The present invention has been made to solve the above problems, and is a coplanar slot antenna that can achieve the same or better performance without using a hemispherical lens having a large volume and a high cost. The purpose is to realize.

[0007]

A coplanar slot antenna according to the present invention has two multi-layered dielectric substrates which are made by stacking dielectric substrates having different permittivities and predetermined thicknesses and which are parallel to each other. And a coplanar waveguide provided on the same surface is used as an antenna input / output transmission line.

[0008]

BEST MODE FOR CARRYING OUT THE INVENTION In a slot provided on a substrate having a thickness corresponding to a quarter wavelength in a dielectric,
All substrate modes except 0 mode are shut off. Therefore, by arranging the two slots in parallel at a constant interval, it is possible to cancel the propagation of the TM0 mode, so that it is possible to realize a slot antenna with extremely small surface wave loss.

In a slot antenna formed on a multi-layer dielectric substrate made by stacking substrates having different dielectric constants and a thickness corresponding to ¼ wavelength in the dielectric, the number of dielectric substrates and the value of the dielectric constant are used. By appropriately selecting, it is possible to suppress unnecessary radiation to the rear, and it is also possible to control the radiation pattern according to the purpose.

[0010]

Embodiments of the present invention will be described below with reference to the drawings. (First embodiment)

FIG. 1 is a perspective view showing a coplanar slot antenna according to an embodiment of the present invention. In this embodiment, the dielectric substrates 4a and 4c have the same relative permittivity of 11.7.
As the silicon 4b, quartz having a relative dielectric constant of 3.8 is used. The thickness of each substrate is 1/4 wavelength of each dielectric period.
The two one-wavelength slots 1a and 1b are formed in the ground conductor 3 on the substrate 4a and are serially fed by a coplanar waveguide 2 having a characteristic impedance of 50Ω, and a transmitter or a receiver (illustrated in the figure) is provided through the coplanar waveguide 2. No)).

In FIG. 1, two single wavelength slots 1
In order to cancel the TM0 modes of a and 1b, the interval is set to a half wavelength of the TM0 mode. Further, in order to excite the two slots in the same phase, the length of the coplanar waveguide between the slots 1a and 1b is set to one wavelength in the coplanar waveguide 2 by bending as necessary.

Regarding the reflection loss at the input end of the above coplanar slot antenna, the finite difference time domain (FDT)
The results of analysis using the D) method are shown in FIG. At the center frequency (60 GHz in this design), the level of reflection loss is -30 dB or less and the relative bandwidth (standing wave ratio is defined as 2 or less) is about 13%, which is a very wide frequency for a planar antenna. Bandwidth can be realized.

(Second Embodiment) Next, another embodiment of the present invention will be described with reference to FIG. In this example,
A detector element 6 such as a Schottky diode is provided between the two one-wavelength slots 1a and 1b, and the slot 1a
The millimeter wave signals received by the signals 1 and 1b are detected by the detection element 6, and the obtained intermediate frequency signal is taken out through the low pass filter 7. In this way, the slot antenna and the receiver are integrated, and the problem that the loss of the millimeter-wave band transmission line is large can be solved, and at the same time, a very compact millimeter-wave band receiver can be realized. it can.
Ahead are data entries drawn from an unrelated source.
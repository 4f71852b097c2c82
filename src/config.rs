//! @ai:module:intent Configuration structs for the sortbench program
//! @ai:module:layer infrastructure
//! @ai:module:public_api SortbenchConfig, RunConfig, PathConfig
//! @ai:module:stateless true

use serde::{Deserialize, Serialize};
use std::path::PathBuf;

/// @ai:intent Main configuration for sortbench
/// @ai:effects pure
#[derive(Debug, Clone, Default, Serialize, Deserialize)]
pub struct SortbenchConfig {
    #[serde(default)]
    pub run: RunConfig,
    #[serde(default)]
    pub paths: PathConfig,
}

/// @ai:intent Repetition counts for timing stability
/// @ai:effects pure
#[derive(Debug, Clone, Serialize, Deserialize)]
pub struct RunConfig {
    /// Repetitions for a single sort-once operation.
    #[serde(default = "default_sort_repetitions")]
    pub sort_repetitions: u32,
    /// Repetitions per algorithm during benchmark-all.
    #[serde(default = "default_bench_repetitions")]
    pub bench_repetitions: u32,
}

/// @ai:intent Path configuration for input/output locations
/// @ai:effects pure
#[derive(Debug, Clone, Serialize, Deserialize)]
pub struct PathConfig {
    #[serde(default = "default_dataset_file")]
    pub dataset_file: PathBuf,
    #[serde(default = "default_reports_dir")]
    pub reports_dir: PathBuf,
}

impl Default for RunConfig {
    fn default() -> Self {
        Self {
            sort_repetitions: default_sort_repetitions(),
            bench_repetitions: default_bench_repetitions(),
        }
    }
}

impl Default for PathConfig {
    fn default() -> Self {
        Self {
            dataset_file: default_dataset_file(),
            reports_dir: default_reports_dir(),
        }
    }
}

fn default_sort_repetitions() -> u32 {
    3
}

fn default_bench_repetitions() -> u32 {
    5
}

fn default_dataset_file() -> PathBuf {
    PathBuf::from("dataset.txt")
}

fn default_reports_dir() -> PathBuf {
    PathBuf::from("reports")
}

impl SortbenchConfig {
    /// @ai:intent Load configuration from a TOML file
    /// @ai:pre path exists and is readable
    /// @ai:effects fs:read
    pub fn load(path: &std::path::Path) -> anyhow::Result<Self> {
        let content = std::fs::read_to_string(path)?;
        let config: Self = toml::from_str(&content)?;
        Ok(config)
    }

    /// @ai:intent Save configuration to a TOML file
    /// @ai:effects fs:write
    pub fn save(&self, path: &std::path::Path) -> anyhow::Result<()> {
        let content = toml::to_string_pretty(self)?;
        std::fs::write(path, content)?;
        Ok(())
    }
}
//! @ai:module:intent Timing metrics, run results and session history
//! @ai:module:layer domain
//! @ai:module:public_api TimingStats, BenchmarkRun, HistoryRecord, SortHistory, RankedResult

pub mod history;
pub mod types;

pub use history::{HistorySummary, SortHistory};
pub use types::{BenchmarkReport, BenchmarkRun, HistoryRecord, RankedResult, SortStatus, TimingStats};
FIG. 4 shows the result obtained by an experiment at 60 GHz regarding the relationship between the H-plane directivity of the coplanar slot antenna and the number of dielectric substrates in the embodiment of FIG. In the dielectric substrate used in this experiment, 4a and 4c were alumina having a relative dielectric constant of 10.0, and 4b was quartz having a relative dielectric constant of 3.8. The thickness of each substrate is 1/4 of each dielectric
Wavelength. In addition, when increasing the number of dielectric layers,
These two types of substrates may be alternately stacked. From the experimental results shown in FIG. 4, it can be seen that the radiation beam width of the coplanar slot antenna can be narrowed by making the layers multi-layered, and the radiation pattern can be controlled to some extent by the number of dielectric layers.

FIG. 4 shows the H of the slot antenna.
The same tendency was confirmed for the E-plane as well, although it is the plane directional characteristic. FIG. 5 is a diagram also showing the experimental results of the E-plane and H-plane directional characteristics in the case of five layers. With the slot antenna using this 5-layer structure, a gain improvement of about 6 dB could be realized as compared with the 1-layer structure in which the dielectric substrate was only 4a.
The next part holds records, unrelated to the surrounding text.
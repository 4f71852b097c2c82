//! @ai:module:intent Descending sort algorithms and ordering verification
//! @ai:module:layer domain
//! @ai:module:public_api Algorithm, SortKey, is_sorted_descending
//! @ai:module:stateless true

pub mod bubble;
pub mod insertion;
pub mod merge;

use crate::dataset::Value;
use crate::error::Error;
use serde::{Deserialize, Serialize};
use std::time::Duration;

/// @ai:intent Numeric key projection used by every descending comparison
///            Not a comparator surface: the ordering is fixed, the key
///            only lets callers attach payload to a numeric key.
pub trait SortKey {
    fn key(&self) -> f64;
}

impl SortKey for Value {
    fn key(&self) -> f64 {
        Value::key(self)
    }
}

impl SortKey for i64 {
    fn key(&self) -> f64 {
        *self as f64
    }
}

impl SortKey for f64 {
    fn key(&self) -> f64 {
        *self
    }
}

/// @ai:intent The three classical sorts offered by the program
/// @ai:effects pure
#[derive(Debug, Clone, Copy, PartialEq, Eq, Hash, Serialize, Deserialize)]
#[serde(rename_all = "lowercase")]
pub enum Algorithm {
    Bubble,
    Insertion,
    Merge,
}

impl Algorithm {
    /// Fixed benchmark order.
    pub const ALL: [Algorithm; 3] = [Algorithm::Bubble, Algorithm::Insertion, Algorithm::Merge];

    /// @ai:intent Convert algorithm to string representation
    /// @ai:effects pure
    pub fn as_str(&self) -> &'static str {
        match self {
            Algorithm::Bubble => "bubble",
            Algorithm::Insertion => "insertion",
            Algorithm::Merge => "merge",
        }
    }

    /// @ai:intent Human-readable name for display tables
    /// @ai:effects pure
    pub fn display_name(&self) -> &'static str {
        match self {
            Algorithm::Bubble => "Bubble Sort",
            Algorithm::Insertion => "Insertion Sort",
            Algorithm::Merge => "Merge Sort",
        }
    }

    /// @ai:intent Run this algorithm on a fresh copy of the input
    /// @ai:post output is a descending permutation of input
    /// @ai:effects pure
    pub fn run<T: SortKey + Clone>(&self, input: &[T]) -> (Vec<T>, Duration) {
        match self {
            Algorithm::Bubble => bubble::sort(input),
            Algorithm::Insertion => insertion::sort(input),
            Algorithm::Merge => merge::sort(input),
        }
    }
}

impl std::fmt::Display for Algorithm {
    fn fmt(&self, f: &mut std::fmt::Formatter<'_>) -> std::fmt::Result {
        write!(f, "{}", self.as_str())
    }
}

impl std::str::FromStr for Algorithm {
    type Err = Error;

    fn from_str(s: &str) -> Result<Self, Self::Err> {
        match s.trim().to_ascii_lowercase().as_str() {
            "bubble" => Ok(Algorithm::Bubble),
            "insertion" => Ok(Algorithm::Insertion),
            "merge" => Ok(Algorithm::Merge),
            other => Err(Error::UnknownAlgorithm(other.to_string())),
        }
    }
}

/// @ai:intent Verify the descending ordering invariant
/// @ai:post true iff every adjacent pair satisfies left >= right
/// @ai:effects pure
pub fn is_sorted_descending<T: SortKey>(items: &[T]) -> bool {
    items.windows(2).all(|w| w[0].key() >= w[1].key())
}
In the coplanar slot antenna using the hemispherical lens shown in FIG. 6, the theoretical unnecessary emission to the rear air side is about -10 dB. On the other hand, as can be seen from the experimental results of FIG. 5, if the dielectric substrate in Example 2 has five layers, the unnecessary radiation toward the rear can be suppressed to the same degree. If you increase the number of boards,
It is possible to further reduce the level of the back lobe as compared with the conventional coplanar slot antenna of FIG.

Further, while the thickness of the conventional coplanar slot antenna shown in FIG. 6 including the lens is 8.65 mm, in the embodiment of FIG. 3, even when the dielectric substrate has five layers, Its total thickness is only 2.5 mm. In practical applications, such slot antennas are often used in the form of an array. In the conventional structure of FIG. 6, the lens diameter must be increased as the number of arrays increases. On the other hand, in the embodiment shown in FIG.
There is no need to increase the thickness of the substrate even if the number of arrays increases.

[0019]

As described above in detail, according to the present invention,
The antenna performance can be prevented from deteriorating due to surface waves without using a hemispherical lens, which has a large volume and is costly, and unnecessary radiation to the rear can be prevented by selecting the number of dielectric substrates and permittivity appropriately. Can be suppressed to the required level,
The beam width can be controlled, and it is possible to realize a highly efficient planar antenna that is extremely small and lightweight in the millimeter wave band.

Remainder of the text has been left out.